Exercise goal: Copy out all lines of the listing below that hold "pain".
——
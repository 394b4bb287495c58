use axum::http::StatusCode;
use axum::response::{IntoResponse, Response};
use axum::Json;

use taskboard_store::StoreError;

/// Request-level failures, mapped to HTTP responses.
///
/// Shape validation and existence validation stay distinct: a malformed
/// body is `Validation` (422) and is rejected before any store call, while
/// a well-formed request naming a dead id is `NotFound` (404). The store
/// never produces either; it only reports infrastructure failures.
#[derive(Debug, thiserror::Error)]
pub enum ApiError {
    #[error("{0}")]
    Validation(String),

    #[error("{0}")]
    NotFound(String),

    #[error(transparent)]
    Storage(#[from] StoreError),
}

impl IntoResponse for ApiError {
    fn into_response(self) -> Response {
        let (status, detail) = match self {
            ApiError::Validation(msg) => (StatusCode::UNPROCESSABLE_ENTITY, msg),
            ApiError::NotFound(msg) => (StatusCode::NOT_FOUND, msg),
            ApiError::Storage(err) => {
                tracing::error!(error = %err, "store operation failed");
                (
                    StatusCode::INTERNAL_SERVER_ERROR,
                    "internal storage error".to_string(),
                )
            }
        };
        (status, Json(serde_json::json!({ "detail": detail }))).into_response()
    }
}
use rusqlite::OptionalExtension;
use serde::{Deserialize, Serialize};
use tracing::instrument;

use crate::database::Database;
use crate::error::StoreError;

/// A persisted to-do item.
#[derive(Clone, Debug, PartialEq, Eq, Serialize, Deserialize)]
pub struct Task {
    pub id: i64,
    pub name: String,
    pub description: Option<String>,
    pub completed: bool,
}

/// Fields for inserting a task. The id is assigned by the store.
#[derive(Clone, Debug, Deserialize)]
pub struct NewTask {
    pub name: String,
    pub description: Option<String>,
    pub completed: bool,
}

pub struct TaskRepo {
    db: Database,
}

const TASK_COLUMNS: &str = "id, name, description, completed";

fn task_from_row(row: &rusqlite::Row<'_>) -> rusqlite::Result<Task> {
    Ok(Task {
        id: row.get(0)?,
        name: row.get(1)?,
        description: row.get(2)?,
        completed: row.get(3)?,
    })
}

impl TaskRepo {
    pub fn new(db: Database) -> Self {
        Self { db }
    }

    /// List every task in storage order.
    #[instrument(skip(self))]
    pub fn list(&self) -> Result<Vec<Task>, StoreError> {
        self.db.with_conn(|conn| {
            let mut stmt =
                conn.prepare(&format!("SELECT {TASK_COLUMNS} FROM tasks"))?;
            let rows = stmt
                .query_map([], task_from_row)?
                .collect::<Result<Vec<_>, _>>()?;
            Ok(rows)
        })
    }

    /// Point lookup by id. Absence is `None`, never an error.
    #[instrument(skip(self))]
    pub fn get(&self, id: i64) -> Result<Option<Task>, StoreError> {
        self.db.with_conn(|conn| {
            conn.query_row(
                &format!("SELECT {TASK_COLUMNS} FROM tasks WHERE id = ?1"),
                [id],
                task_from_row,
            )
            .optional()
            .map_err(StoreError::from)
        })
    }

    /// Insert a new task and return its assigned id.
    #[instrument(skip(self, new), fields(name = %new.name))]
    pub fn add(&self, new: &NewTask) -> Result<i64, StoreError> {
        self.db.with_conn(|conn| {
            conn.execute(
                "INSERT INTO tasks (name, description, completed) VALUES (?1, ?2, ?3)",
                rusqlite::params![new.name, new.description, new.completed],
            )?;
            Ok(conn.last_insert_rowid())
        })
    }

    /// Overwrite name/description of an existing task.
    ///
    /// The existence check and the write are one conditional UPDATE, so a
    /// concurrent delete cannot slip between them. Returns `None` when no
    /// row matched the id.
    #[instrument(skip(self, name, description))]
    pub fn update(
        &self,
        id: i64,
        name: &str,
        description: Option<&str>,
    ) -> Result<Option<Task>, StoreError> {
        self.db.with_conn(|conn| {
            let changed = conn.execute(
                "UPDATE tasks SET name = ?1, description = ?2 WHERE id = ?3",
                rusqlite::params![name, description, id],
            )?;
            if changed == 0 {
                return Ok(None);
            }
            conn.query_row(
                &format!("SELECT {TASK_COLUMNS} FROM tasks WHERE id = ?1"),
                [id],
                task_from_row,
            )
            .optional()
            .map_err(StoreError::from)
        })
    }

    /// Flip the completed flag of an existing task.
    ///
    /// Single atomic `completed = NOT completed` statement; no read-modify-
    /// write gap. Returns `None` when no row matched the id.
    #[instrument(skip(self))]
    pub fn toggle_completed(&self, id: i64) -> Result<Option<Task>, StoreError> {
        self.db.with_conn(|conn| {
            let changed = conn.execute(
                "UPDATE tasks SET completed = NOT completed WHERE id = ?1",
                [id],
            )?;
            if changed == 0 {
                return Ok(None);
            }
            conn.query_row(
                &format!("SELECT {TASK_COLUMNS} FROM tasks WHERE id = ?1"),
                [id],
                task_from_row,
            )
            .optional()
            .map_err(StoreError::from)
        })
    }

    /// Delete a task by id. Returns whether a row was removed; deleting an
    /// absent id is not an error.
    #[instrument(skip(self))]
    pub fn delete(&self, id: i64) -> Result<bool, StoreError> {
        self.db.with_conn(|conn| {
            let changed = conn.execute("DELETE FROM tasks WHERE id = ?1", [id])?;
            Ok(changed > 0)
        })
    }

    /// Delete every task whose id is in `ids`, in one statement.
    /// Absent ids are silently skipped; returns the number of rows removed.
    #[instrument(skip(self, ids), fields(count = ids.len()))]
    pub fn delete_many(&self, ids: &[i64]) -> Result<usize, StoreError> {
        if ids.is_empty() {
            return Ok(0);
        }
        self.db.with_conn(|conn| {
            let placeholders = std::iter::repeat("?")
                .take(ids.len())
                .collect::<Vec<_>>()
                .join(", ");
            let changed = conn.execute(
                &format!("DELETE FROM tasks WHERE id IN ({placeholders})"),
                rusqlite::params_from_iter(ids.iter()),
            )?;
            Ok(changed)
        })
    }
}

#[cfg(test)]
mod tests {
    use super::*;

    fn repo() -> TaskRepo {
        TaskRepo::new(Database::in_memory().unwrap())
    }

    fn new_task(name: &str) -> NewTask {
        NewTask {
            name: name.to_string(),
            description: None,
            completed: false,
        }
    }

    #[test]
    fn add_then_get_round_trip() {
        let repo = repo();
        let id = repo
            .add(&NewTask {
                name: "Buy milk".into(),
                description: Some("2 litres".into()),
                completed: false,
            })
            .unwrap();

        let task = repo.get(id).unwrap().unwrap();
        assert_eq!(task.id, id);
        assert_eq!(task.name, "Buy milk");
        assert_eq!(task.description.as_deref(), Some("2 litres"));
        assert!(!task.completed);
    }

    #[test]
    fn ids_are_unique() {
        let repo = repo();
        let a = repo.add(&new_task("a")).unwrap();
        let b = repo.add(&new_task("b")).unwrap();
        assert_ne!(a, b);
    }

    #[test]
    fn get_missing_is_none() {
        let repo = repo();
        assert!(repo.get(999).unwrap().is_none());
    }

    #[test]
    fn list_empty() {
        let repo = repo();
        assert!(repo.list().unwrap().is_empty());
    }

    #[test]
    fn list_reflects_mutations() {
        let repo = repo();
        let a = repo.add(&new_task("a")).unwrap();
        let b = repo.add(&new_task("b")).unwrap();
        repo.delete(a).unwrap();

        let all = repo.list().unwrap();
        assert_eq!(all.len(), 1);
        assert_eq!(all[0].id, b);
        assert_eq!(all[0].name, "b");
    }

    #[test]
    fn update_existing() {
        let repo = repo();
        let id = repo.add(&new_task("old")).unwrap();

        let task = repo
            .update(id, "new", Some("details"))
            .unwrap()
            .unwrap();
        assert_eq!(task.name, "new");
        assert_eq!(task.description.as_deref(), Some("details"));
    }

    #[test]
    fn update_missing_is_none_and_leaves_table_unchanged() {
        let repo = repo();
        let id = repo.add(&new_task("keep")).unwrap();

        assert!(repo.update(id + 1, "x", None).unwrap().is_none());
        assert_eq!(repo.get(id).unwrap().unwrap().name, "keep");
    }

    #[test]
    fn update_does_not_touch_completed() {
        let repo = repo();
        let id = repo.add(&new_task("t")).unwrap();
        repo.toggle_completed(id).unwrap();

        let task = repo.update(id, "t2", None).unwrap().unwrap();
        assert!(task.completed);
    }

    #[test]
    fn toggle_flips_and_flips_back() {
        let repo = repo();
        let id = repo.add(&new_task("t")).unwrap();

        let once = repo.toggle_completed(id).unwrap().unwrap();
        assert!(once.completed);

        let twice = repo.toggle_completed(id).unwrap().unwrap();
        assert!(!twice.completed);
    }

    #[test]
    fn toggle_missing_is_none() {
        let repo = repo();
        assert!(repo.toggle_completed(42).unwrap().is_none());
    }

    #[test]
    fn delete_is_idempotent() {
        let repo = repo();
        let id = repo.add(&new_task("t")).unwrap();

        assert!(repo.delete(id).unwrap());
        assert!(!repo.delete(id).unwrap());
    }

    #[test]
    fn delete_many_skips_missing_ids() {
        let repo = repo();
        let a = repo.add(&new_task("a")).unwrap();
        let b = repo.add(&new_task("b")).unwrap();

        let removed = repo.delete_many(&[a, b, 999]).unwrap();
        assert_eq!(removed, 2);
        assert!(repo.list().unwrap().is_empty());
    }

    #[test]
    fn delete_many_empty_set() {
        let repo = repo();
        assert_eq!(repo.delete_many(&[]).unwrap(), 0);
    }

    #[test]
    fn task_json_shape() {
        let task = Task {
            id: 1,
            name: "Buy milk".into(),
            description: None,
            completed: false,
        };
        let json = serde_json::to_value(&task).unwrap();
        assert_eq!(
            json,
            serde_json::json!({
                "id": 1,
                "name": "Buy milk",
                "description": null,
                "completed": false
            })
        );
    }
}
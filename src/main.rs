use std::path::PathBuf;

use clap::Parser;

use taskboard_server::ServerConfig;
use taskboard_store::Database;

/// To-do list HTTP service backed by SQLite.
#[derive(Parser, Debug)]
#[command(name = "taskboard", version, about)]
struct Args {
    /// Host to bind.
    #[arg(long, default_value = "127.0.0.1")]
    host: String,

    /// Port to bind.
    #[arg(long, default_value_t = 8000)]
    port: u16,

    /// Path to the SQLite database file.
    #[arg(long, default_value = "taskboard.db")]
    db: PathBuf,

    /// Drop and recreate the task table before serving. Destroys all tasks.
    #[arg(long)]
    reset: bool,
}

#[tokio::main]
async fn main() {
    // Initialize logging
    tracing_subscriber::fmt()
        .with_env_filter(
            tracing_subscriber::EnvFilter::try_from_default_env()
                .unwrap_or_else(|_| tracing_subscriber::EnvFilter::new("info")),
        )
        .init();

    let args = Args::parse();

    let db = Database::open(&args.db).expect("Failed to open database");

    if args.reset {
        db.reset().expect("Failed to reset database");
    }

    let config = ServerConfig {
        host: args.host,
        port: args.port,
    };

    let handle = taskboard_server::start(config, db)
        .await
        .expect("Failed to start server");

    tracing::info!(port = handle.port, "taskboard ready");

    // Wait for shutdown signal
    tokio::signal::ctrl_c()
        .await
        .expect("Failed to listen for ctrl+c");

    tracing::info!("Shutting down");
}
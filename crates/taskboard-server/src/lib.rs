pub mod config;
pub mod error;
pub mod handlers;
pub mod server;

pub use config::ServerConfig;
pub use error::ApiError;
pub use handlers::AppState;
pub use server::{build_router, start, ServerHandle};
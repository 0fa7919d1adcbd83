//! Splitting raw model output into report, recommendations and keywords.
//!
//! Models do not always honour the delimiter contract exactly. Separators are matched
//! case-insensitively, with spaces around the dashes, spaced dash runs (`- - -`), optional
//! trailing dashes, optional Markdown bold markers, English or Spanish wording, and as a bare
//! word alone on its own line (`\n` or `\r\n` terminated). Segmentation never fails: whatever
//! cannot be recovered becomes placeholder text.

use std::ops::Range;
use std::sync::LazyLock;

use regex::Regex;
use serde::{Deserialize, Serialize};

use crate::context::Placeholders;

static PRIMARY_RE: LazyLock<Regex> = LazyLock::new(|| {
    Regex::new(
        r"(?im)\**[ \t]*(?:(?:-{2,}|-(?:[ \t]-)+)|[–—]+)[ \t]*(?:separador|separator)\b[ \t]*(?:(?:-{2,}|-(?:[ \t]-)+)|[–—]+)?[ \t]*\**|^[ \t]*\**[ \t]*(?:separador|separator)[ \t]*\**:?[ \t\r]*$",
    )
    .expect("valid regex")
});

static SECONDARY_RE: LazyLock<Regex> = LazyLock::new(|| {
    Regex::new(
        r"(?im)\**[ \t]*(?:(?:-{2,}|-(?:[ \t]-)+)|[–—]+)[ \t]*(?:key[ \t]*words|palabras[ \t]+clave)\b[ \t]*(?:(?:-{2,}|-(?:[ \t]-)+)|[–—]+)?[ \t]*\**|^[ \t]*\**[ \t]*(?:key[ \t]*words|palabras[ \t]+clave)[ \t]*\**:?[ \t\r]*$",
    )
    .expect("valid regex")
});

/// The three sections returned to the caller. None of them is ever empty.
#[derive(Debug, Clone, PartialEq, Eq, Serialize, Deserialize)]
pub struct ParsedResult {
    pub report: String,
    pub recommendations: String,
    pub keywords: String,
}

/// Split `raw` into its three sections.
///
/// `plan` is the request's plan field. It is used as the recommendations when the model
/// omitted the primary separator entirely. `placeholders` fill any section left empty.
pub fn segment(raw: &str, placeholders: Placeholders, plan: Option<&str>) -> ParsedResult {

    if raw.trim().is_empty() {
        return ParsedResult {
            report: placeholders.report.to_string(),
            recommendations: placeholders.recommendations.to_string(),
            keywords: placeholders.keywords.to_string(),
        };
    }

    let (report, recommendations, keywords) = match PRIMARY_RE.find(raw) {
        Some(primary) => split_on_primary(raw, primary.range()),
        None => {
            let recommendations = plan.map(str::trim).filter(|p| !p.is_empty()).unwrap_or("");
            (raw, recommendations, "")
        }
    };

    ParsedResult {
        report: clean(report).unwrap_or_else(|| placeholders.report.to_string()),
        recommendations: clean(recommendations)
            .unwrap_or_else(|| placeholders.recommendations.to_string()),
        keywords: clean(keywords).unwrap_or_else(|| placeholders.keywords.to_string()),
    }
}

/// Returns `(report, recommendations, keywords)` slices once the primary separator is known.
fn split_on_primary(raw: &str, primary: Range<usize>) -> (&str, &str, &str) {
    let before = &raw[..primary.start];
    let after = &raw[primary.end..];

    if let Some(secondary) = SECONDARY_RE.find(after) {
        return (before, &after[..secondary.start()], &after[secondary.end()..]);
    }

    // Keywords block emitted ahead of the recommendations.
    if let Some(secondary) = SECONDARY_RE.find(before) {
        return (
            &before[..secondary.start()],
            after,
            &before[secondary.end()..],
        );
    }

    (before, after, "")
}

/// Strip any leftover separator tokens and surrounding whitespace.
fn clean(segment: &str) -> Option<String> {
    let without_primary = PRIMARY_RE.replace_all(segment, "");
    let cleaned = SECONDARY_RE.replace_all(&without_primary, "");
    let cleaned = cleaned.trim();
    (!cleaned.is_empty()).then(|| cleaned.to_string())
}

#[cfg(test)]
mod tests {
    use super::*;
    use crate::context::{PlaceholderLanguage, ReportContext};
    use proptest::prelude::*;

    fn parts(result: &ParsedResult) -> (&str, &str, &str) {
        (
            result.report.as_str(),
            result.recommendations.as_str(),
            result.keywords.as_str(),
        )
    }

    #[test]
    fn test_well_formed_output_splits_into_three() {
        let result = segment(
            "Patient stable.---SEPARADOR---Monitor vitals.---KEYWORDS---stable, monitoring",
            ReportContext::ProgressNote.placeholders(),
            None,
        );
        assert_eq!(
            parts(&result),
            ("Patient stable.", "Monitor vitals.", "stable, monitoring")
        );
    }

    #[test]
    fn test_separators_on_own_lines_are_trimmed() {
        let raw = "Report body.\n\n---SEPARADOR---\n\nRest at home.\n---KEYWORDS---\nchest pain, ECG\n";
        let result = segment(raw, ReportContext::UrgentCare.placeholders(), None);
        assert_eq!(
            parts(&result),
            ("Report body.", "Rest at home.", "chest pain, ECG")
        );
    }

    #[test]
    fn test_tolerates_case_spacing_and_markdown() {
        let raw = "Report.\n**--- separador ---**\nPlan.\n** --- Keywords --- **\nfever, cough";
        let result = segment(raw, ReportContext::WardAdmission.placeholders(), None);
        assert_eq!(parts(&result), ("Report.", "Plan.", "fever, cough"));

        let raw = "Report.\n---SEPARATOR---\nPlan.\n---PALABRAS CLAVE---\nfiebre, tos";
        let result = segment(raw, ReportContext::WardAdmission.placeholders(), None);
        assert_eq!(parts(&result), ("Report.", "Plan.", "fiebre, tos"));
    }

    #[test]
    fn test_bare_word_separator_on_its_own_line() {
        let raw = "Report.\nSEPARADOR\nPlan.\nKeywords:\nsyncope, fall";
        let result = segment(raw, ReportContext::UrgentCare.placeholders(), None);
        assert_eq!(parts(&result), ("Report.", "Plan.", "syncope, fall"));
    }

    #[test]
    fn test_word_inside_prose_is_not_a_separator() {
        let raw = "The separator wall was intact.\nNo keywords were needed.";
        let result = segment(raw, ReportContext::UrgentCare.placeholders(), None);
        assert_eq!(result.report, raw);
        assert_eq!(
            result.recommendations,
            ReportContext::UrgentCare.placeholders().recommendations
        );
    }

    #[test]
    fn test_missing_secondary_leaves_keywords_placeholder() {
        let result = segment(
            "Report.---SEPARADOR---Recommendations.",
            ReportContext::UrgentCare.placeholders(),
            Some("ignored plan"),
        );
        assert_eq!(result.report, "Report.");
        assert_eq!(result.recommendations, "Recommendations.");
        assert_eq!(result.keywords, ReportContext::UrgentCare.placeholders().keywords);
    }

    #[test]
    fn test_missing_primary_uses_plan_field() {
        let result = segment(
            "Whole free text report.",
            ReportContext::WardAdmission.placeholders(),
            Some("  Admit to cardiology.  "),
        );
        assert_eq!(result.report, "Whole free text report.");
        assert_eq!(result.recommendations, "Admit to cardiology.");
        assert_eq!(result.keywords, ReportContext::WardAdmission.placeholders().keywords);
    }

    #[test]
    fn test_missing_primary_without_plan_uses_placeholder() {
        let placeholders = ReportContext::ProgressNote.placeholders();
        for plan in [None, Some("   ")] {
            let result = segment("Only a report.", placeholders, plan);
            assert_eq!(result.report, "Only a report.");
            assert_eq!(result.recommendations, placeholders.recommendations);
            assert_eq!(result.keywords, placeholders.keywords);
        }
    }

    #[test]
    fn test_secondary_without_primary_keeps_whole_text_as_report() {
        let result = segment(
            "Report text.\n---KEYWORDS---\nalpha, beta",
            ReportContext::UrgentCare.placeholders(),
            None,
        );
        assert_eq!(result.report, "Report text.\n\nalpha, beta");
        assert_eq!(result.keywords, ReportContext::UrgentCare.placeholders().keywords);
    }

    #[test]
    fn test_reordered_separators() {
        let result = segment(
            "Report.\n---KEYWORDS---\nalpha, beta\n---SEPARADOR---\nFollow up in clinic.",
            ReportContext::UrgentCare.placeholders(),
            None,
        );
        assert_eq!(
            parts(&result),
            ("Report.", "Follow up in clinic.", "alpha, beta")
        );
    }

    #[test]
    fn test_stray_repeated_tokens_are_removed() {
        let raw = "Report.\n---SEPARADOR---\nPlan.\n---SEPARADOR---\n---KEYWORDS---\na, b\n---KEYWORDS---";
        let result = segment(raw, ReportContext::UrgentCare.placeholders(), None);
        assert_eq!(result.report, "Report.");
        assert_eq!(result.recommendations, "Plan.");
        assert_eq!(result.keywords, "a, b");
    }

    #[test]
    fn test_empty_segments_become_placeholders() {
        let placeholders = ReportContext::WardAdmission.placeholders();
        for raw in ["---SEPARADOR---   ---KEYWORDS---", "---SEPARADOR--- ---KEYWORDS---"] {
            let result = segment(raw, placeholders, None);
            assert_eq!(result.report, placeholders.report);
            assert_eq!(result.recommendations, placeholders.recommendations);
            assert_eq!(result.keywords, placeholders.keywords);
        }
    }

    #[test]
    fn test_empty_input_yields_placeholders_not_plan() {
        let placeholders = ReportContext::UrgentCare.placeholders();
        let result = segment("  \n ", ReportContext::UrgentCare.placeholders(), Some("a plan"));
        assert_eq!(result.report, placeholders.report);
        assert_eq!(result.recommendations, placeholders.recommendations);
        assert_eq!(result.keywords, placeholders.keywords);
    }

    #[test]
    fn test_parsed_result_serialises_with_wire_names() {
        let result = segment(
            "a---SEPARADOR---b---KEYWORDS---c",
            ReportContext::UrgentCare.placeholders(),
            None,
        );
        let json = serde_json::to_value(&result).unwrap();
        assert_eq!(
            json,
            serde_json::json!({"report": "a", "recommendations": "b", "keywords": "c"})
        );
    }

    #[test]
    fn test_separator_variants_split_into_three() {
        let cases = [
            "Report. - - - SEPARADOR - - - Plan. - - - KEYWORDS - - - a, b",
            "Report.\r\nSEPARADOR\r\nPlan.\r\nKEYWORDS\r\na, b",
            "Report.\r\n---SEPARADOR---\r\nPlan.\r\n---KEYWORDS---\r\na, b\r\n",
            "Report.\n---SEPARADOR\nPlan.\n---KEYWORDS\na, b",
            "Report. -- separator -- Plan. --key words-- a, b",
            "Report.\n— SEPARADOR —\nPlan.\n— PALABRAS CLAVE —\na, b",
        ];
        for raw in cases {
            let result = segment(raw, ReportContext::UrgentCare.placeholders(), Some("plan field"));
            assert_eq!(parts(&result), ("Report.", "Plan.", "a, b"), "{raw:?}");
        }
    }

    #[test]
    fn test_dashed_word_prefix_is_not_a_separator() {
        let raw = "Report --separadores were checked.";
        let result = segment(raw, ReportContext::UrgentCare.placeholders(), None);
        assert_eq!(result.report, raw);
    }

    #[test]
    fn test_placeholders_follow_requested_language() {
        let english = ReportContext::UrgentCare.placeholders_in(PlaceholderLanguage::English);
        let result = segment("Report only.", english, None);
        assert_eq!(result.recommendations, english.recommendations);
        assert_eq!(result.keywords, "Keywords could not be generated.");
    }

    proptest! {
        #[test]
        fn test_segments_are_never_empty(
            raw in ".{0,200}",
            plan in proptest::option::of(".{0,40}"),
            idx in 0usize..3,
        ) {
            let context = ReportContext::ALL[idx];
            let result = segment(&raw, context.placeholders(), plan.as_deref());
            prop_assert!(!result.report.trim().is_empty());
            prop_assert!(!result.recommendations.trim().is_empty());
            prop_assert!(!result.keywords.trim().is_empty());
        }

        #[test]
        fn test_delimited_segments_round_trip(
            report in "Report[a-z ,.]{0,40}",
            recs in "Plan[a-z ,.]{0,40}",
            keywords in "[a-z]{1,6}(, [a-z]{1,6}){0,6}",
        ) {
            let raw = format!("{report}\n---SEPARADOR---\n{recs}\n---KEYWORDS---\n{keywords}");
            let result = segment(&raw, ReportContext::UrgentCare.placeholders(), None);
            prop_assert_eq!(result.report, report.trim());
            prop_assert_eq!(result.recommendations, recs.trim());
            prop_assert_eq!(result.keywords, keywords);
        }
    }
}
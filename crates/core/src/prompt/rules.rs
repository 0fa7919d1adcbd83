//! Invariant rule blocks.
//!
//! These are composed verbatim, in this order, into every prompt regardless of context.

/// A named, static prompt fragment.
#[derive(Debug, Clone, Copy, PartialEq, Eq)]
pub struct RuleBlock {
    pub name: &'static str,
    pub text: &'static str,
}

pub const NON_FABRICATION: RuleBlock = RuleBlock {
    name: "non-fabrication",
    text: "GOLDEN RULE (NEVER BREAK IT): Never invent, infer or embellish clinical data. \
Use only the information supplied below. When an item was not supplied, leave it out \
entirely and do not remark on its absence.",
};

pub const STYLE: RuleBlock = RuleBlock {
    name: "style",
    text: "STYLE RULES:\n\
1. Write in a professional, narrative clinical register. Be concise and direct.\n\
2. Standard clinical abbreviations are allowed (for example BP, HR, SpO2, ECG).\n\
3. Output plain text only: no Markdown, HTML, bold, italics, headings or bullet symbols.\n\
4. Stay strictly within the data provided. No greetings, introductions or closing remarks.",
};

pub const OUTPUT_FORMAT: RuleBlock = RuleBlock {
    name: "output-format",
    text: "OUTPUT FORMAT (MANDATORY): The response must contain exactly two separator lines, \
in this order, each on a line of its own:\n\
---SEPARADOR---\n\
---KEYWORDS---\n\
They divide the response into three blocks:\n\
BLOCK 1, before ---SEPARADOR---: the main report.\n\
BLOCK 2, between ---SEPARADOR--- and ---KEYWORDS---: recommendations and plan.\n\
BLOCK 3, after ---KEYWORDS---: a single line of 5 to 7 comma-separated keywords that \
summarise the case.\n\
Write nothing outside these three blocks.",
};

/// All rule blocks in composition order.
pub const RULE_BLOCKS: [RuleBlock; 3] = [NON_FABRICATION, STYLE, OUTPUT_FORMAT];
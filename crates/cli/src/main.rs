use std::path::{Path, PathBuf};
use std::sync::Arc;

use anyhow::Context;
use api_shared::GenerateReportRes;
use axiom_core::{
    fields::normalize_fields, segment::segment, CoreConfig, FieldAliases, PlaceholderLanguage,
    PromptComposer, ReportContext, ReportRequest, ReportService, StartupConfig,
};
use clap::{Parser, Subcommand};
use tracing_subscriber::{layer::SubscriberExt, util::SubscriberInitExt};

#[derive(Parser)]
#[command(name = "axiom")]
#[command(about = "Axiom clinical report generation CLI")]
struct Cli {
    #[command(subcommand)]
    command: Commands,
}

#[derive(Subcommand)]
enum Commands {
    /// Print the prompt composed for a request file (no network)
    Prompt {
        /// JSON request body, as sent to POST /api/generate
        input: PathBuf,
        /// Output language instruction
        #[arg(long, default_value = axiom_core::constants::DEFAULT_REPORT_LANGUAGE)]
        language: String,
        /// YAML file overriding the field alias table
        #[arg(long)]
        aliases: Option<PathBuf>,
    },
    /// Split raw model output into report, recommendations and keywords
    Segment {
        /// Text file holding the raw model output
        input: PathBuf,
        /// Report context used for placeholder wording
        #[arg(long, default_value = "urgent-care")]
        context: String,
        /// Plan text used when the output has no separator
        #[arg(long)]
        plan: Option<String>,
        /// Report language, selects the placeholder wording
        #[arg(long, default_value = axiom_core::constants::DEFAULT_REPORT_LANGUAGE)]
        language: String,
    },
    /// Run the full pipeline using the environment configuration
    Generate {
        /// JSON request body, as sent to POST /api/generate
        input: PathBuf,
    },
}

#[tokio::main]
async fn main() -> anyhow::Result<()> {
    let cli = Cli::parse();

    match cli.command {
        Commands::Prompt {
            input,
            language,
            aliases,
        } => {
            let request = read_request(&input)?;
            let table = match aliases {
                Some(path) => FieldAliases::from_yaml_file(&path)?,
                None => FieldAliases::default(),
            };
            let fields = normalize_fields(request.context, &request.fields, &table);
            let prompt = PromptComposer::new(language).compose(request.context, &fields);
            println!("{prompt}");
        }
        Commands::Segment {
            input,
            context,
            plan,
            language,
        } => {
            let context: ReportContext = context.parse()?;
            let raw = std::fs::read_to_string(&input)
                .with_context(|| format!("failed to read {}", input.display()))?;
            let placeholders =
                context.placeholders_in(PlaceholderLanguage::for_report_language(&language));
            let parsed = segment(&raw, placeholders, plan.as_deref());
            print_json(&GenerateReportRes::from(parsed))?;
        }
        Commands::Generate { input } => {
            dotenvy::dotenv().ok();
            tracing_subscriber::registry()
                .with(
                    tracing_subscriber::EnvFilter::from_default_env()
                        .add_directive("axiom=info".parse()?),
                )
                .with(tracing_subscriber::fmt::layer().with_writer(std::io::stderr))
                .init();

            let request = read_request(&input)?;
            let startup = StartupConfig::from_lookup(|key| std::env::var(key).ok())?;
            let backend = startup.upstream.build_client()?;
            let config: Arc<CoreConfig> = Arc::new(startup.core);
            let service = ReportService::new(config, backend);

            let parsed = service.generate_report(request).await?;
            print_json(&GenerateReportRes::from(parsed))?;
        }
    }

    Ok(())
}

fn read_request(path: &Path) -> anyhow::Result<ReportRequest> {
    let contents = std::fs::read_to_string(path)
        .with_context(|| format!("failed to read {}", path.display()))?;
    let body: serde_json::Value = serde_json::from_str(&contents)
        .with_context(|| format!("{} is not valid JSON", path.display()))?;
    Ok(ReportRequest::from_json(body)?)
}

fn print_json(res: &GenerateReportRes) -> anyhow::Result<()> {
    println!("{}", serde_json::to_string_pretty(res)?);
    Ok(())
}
——
Your solution:
        let raw = "Report body.\n\n---SEPARADOR---\n\nRest at home.\n---KEYWORDS---\nchest pain, ECG\n";
            ("Report body.", "Rest at home.", "chest pain, ECG")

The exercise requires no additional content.